- Karol Nawrocki wygrał drugą turę wyborów prezydenckich w Polsce - wynika z oficjalnych danych PKW.
- Politycy koalicji 15 października skomentowali nową sytuację polityczną po wyborach prezydenckich.
- Powyborczy poniedziałek relacjonujemy na bieżąco w tvn24.pl.
Posłowie koalicji rządzącej pytani byli w sejmie o przyszłość rządu w związku z wynikami wyborów prezydenckich.
"Byliśmy potwornie krytykowani"
Paweł Śliz, poseł Polski 2050, wypowiedział się na temat krytyki, która spadła na jego partię z powodu bycia w koalicji. Uwag wyborców słuchał w trakcie kampanii Szymona Hołowni. - Dostawaliśmy naprawdę mocne cięgi za to, że jesteśmy w rządzie - powiedział. Dodał, że partia była krytykowana za inne zdanie niż koalicjanci. Wskazał, czego brakowało rządowi. - Uważam, że od samego początku brakowało rzecznika rządu - zaznaczył.

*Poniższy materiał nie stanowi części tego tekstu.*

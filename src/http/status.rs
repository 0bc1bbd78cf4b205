//! # Códigos de Estado HTTP
//!
//! Este módulo define los códigos de estado HTTP/1.1 que usa el servidor.
//! Solo incluimos los que las cuatro rutas pueden producir:
//!
//! - **2xx**: Éxito (200 OK, 201 Created)
//! - **4xx**: Error del cliente (400, 404)

/// Representa los códigos de estado HTTP que soporta nuestro servidor
#[derive(Debug, Clone, Copy, PartialEq, Eq)]
pub enum StatusCode {
    /// 200 OK - La petición fue exitosa
    Ok = 200,

    /// 201 Created - El recurso fue creado (POST /files exitoso)
    Created = 201,

    /// 400 Bad Request - Request line o path malformado
    BadRequest = 400,

    /// 404 Not Found - Ruta o archivo no encontrado (también se reutiliza
    /// para fallos de escritura, ver el handler de /files)
    NotFound = 404,
}

impl StatusCode {
    /// Convierte el código a su valor numérico
    ///
    /// # Ejemplo
    /// ```
    /// use mini_http::http::StatusCode;
    /// assert_eq!(StatusCode::Ok.as_u16(), 200);
    /// ```
    pub fn as_u16(&self) -> u16 {
        *self as u16
    }

    /// Retorna el texto de razón (reason phrase) asociado al código
    ///
    /// # Ejemplo
    /// ```
    /// use mini_http::http::StatusCode;
    /// assert_eq!(StatusCode::Created.reason_phrase(), "Created");
    /// assert_eq!(StatusCode::NotFound.reason_phrase(), "Not Found");
    /// ```
    pub fn reason_phrase(&self) -> &'static str {
        match self {
            StatusCode::Ok => "OK",
            StatusCode::Created => "Created",
            StatusCode::BadRequest => "Bad Request",
            StatusCode::NotFound => "Not Found",
        }
    }

    /// Verifica si el código indica éxito (2xx)
    pub fn is_success(&self) -> bool {
        matches!(self, StatusCode::Ok | StatusCode::Created)
    }
}

impl std::fmt::Display for StatusCode {
    /// Formatea el código de estado para mostrarlo
    ///
    /// Formato: "200 OK"
    fn fmt(&self, f: &mut std::fmt::Formatter<'_>) -> std::fmt::Result {
        write!(f, "{} {}", self.as_u16(), self.reason_phrase())
    }
}

#[cfg(test)]
mod tests {
    use super::*;

    #[test]
    fn test_status_code_values() {
        assert_eq!(StatusCode::Ok.as_u16(), 200);
        assert_eq!(StatusCode::Created.as_u16(), 201);
        assert_eq!(StatusCode::BadRequest.as_u16(), 400);
        assert_eq!(StatusCode::NotFound.as_u16(), 404);
    }

    #[test]
    fn test_reason_phrases() {
        assert_eq!(StatusCode::Ok.reason_phrase(), "OK");
        assert_eq!(StatusCode::Created.reason_phrase(), "Created");
        assert_eq!(StatusCode::BadRequest.reason_phrase(), "Bad Request");
    }

    #[test]
    fn test_is_success() {
        assert!(StatusCode::Ok.is_success());
        assert!(StatusCode::Created.is_success());
        assert!(!StatusCode::BadRequest.is_success());
        assert!(!StatusCode::NotFound.is_success());
    }

    #[test]
    fn test_display() {
        assert_eq!(StatusCode::Ok.to_string(), "200 OK");
        assert_eq!(StatusCode::Created.to_string(), "201 Created");
        assert_eq!(StatusCode::NotFound.to_string(), "404 Not Found");
    }
}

Poseł Polski 2050 ocenił również Donalda Tuska. - Uważam, że jest dobrym premierem, natomiast co się dalej będzie działo z rządem, to jest decyzja koalicjantów 15 października - powiedział Paweł Śliz. Stwierdził także, że Polska 2050 wyrazi swoje zdanie w sprawie ewentualnych zmian w rządzie.

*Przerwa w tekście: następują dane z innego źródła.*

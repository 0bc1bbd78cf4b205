//! # Servidor TCP Concurrente
//! src/server/tcp.rs
//!
//! Implementación del servidor TCP que maneja múltiples conexiones
//! simultáneas usando threads. Cada conexión se procesa en su propio
//! thread, de principio a fin: read → parse → route → write → close.
//!
//! El loop de accept nunca espera a un handler; los handlers no comparten
//! nada entre sí salvo el filesystem bajo el directorio servido (y ahí no
//! hay sincronización: manda la semántica del filesystem).

use crate::config::Config;
use crate::http::{Request, Response, StatusCode};
use crate::router::Router;
use std::io::{self, Read, Write};
use std::net::{SocketAddr, TcpListener, TcpStream};
use std::path::PathBuf;
use std::sync::Arc;
use std::thread;

/// Tamaño del buffer de lectura por conexión
///
/// Una sola lectura por conexión: requests con headers o body más grandes
/// que esto quedan truncados. Limitación asumida, no un bug a arreglar
/// con buffering ilimitado.
const READ_BUFFER_SIZE: usize = 1024;

/// Servidor HTTP/1.1 concurrente
pub struct Server {
    config: Config,
    router: Arc<Router>,
    listener: Option<TcpListener>,
}

impl Server {
    /// Crea el servidor a partir de la configuración
    ///
    /// El directorio servido pasa del config al router acá; después de
    /// esto nadie vuelve a mirar la configuración de archivos.
    pub fn new(config: Config) -> Self {
        let directory = config.directory.as_ref().map(PathBuf::from);
        Self {
            router: Arc::new(Router::new(directory)),
            config,
            listener: None,
        }
    }

    /// Hace bind a la dirección configurada
    ///
    /// Separado de [`run`](Self::run) para que los tests puedan usar el
    /// puerto 0 (efímero) y preguntar la dirección real con
    /// [`local_addr`](Self::local_addr).
    pub fn bind(&mut self) -> io::Result<()> {
        let address = self.config.address();
        println!("[*] Iniciando servidor en {}", address);

        let listener = TcpListener::bind(&address)?;
        println!("[+] Servidor escuchando en {}", listener.local_addr()?);
        println!("[*] Modo concurrente: un thread por conexión\n");

        self.listener = Some(listener);
        Ok(())
    }

    /// Dirección real en la que quedó escuchando (después de `bind`)
    pub fn local_addr(&self) -> Option<SocketAddr> {
        self.listener.as_ref().and_then(|l| l.local_addr().ok())
    }

    /// Loop de accept: corre hasta que falle el bind o el accept
    ///
    /// Un fallo de accept termina el loop con el error (el proceso sale
    /// con estado distinto de cero); no hay retry ni backoff.
    pub fn run(&mut self) -> io::Result<()> {
        if self.listener.is_none() {
            self.bind()?;
        }
        let listener = self
            .listener
            .as_ref()
            .ok_or_else(|| io::Error::new(io::ErrorKind::NotConnected, "listener sin bind"))?;

        for stream in listener.incoming() {
            let stream = stream?;
            let router = Arc::clone(&self.router);

            let peer_addr = stream
                .peer_addr()
                .map(|addr| addr.to_string())
                .unwrap_or_else(|_| "unknown".to_string());
            println!("[+] Nueva conexión desde {} (spawning thread)", peer_addr);

            thread::spawn(move || {
                Self::handle_connection(stream, router);
            });
        }

        Ok(())
    }

    /// Maneja exactamente una conexión aceptada
    ///
    /// Una lectura, una respuesta, cierre incondicional: el `TcpStream`
    /// se dropea en todos los caminos de salida. Si la lectura falla no
    /// se manda respuesta; si el parse falla se manda un 400 pelado
    /// (solo status line, sin body).
    fn handle_connection(mut stream: TcpStream, router: Arc<Router>) {
        let mut buffer = [0u8; READ_BUFFER_SIZE];

        let bytes_read = match stream.read(&mut buffer) {
            Ok(n) => n,
            Err(e) => {
                eprintln!("   ❌ Error leyendo de la conexión: {}", e);
                return;
            }
        };

        if bytes_read == 0 {
            // El peer cerró sin mandar nada
            return;
        }

        let response = match Request::parse(&buffer[..bytes_read]) {
            Ok(request) => {
                let response = router.route(&request);
                println!(
                    "   {} {} {} → {}",
                    if response.status().is_success() { "✅" } else { "⚠️ " },
                    request.method(),
                    request.path(),
                    response.status()
                );
                response
            }
            Err(e) => {
                println!("   ❌ Parse error: {}", e);
                Response::new(StatusCode::BadRequest)
            }
        };

        let result = stream
            .write_all(&response.to_bytes())
            .and_then(|_| stream.flush());
        if let Err(e) = result {
            eprintln!("   ❌ Error escribiendo la respuesta: {}", e);
        }
    }
}

#[cfg(test)]
mod tests {
    use super::*;
    use std::time::Duration;

    fn test_server(directory: Option<PathBuf>) -> (SocketAddr, Arc<Router>) {
        let listener = TcpListener::bind("127.0.0.1:0").expect("bind");
        let addr = listener.local_addr().unwrap();
        let router = Arc::new(Router::new(directory));

        // Servidor de test: acepta conexiones hasta que el listener muera
        // con el proceso de test
        let accept_router = Arc::clone(&router);
        thread::spawn(move || {
            for stream in listener.incoming() {
                match stream {
                    Ok(stream) => {
                        let router = Arc::clone(&accept_router);
                        thread::spawn(move || Server::handle_connection(stream, router));
                    }
                    Err(_) => break,
                }
            }
        });

        (addr, router)
    }

    fn send_raw(addr: SocketAddr, raw: &[u8]) -> Vec<u8> {
        let mut client = TcpStream::connect(addr).unwrap();
        client
            .set_read_timeout(Some(Duration::from_secs(5)))
            .unwrap();
        client.write_all(raw).unwrap();
        client.shutdown(std::net::Shutdown::Write).unwrap();

        let mut buf = Vec::new();
        client.read_to_end(&mut buf).unwrap();
        buf
    }

    #[test]
    fn test_handle_connection_echo() {
        let (addr, _router) = test_server(None);

        let response = send_raw(addr, b"GET /echo/abc HTTP/1.1\r\n\r\n");
        let text = String::from_utf8(response).unwrap();

        assert!(text.starts_with("HTTP/1.1 200 OK\r\n"));
        assert!(text.contains("Content-Type: text/plain\r\n"));
        assert!(text.ends_with("\r\n\r\nabc"));
    }

    #[test]
    fn test_handle_connection_root() {
        let (addr, _router) = test_server(None);

        let text = String::from_utf8(send_raw(addr, b"GET / HTTP/1.1\r\n\r\n")).unwrap();

        assert!(text.starts_with("HTTP/1.1 200 OK\r\n"));
        assert!(!text.contains("Content-Length"));
        assert!(text.ends_with("\r\n\r\n"));
    }

    #[test]
    fn test_handle_connection_not_found() {
        let (addr, _router) = test_server(None);

        let text =
            String::from_utf8(send_raw(addr, b"GET /no-existe HTTP/1.1\r\n\r\n")).unwrap();

        assert!(text.starts_with("HTTP/1.1 404 Not Found\r\n"));
        assert!(text.ends_with("\r\n\r\n404 Not Found"));
    }

    #[test]
    fn test_handle_connection_parse_error_bare_400() {
        let (addr, _router) = test_server(None);

        let text = String::from_utf8(send_raw(addr, b"\x01\x02\x03garbage")).unwrap();

        // Best effort: solo la status line, sin headers ni body
        assert_eq!(text, "HTTP/1.1 400 Bad Request\r\n\r\n");
    }

    #[test]
    fn test_handle_connection_peer_closed_immediately() {
        // Cubre la rama bytes_read == 0: no debe escribirse nada
        let (addr, _router) = test_server(None);

        let client = TcpStream::connect(addr).unwrap();
        drop(client);
        // Nada que assertar más allá de que el server no muere; la
        // siguiente request debe funcionar normal
        let text = String::from_utf8(send_raw(addr, b"GET / HTTP/1.1\r\n\r\n")).unwrap();
        assert!(text.starts_with("HTTP/1.1 200 OK\r\n"));
    }

    #[test]
    fn test_files_roundtrip_over_socket() {
        let dir = tempfile::tempdir().unwrap();
        let (addr, _router) = test_server(Some(dir.path().to_path_buf()));

        let post = send_raw(
            addr,
            b"POST /files/reporte.txt HTTP/1.1\r\nContent-Length: 9\r\n\r\ncontenido",
        );
        let post_text = String::from_utf8(post).unwrap();
        assert_eq!(post_text, "HTTP/1.1 201 Created\r\n\r\n");

        let get = send_raw(addr, b"GET /files/reporte.txt HTTP/1.1\r\n\r\n");
        let get_text = String::from_utf8(get).unwrap();
        assert!(get_text.starts_with("HTTP/1.1 200 OK\r\n"));
        assert!(get_text.contains("Content-Type: application/octet-stream\r\n"));
        assert!(get_text.contains("Content-Length: 9\r\n"));
        assert!(get_text.ends_with("\r\n\r\ncontenido"));
    }

    #[test]
    fn test_concurrent_echo_requests_do_not_interleave() {
        let (addr, _router) = test_server(None);

        let payloads = ["uno-1111", "dos-2222", "tres-3333", "cuatro-4444"];
        let mut handles = Vec::new();

        for payload in payloads {
            handles.push(thread::spawn(move || {
                let raw = format!("GET /echo/{} HTTP/1.1\r\n\r\n", payload);
                let text = String::from_utf8(send_raw(addr, raw.as_bytes())).unwrap();
                (payload, text)
            }));
        }

        for handle in handles {
            let (payload, text) = handle.join().unwrap();
            // Cada conexión recibe exactamente su payload, sin mezclas
            assert!(text.starts_with("HTTP/1.1 200 OK\r\n"));
            assert!(text.ends_with(&format!("\r\n\r\n{}", payload)));
        }
    }
}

"Koalicja ma stabilną większość"
Szymon Gajewski, wiceminister w Ministerstwie Rodziny, Pracy i Polityki Społecznej z Lewicy, zaznaczył, że umowa koalicyjna to program rządu na lata. - W 2023 roku umawialiśmy się z Polkami i Polakami na cztery lata. Podpisaliśmy umowę koalicyjną, która jest programem rządu - podkreślił.
- My chcemy tę umowę koalicyjną realizować i chcemy na koniec tej kadencji móc z naszymi wyborcami i wyborczyniami rozliczyć się z tego, co zrobiliśmy - tłumaczył Gajewski.
- Koalicja ma stabilną większość w Sejmie, ma stabilną większość w Senacie - zapewnił wiceminister. - Mam też bardzo głębokie wrażenie, że wszyscy partnerzy koalicyjni są zainteresowani, żeby tę umowę z Polkami i Polakami, którą zawarliśmy pod koniec 2023 roku, dalej realizować - podsumował.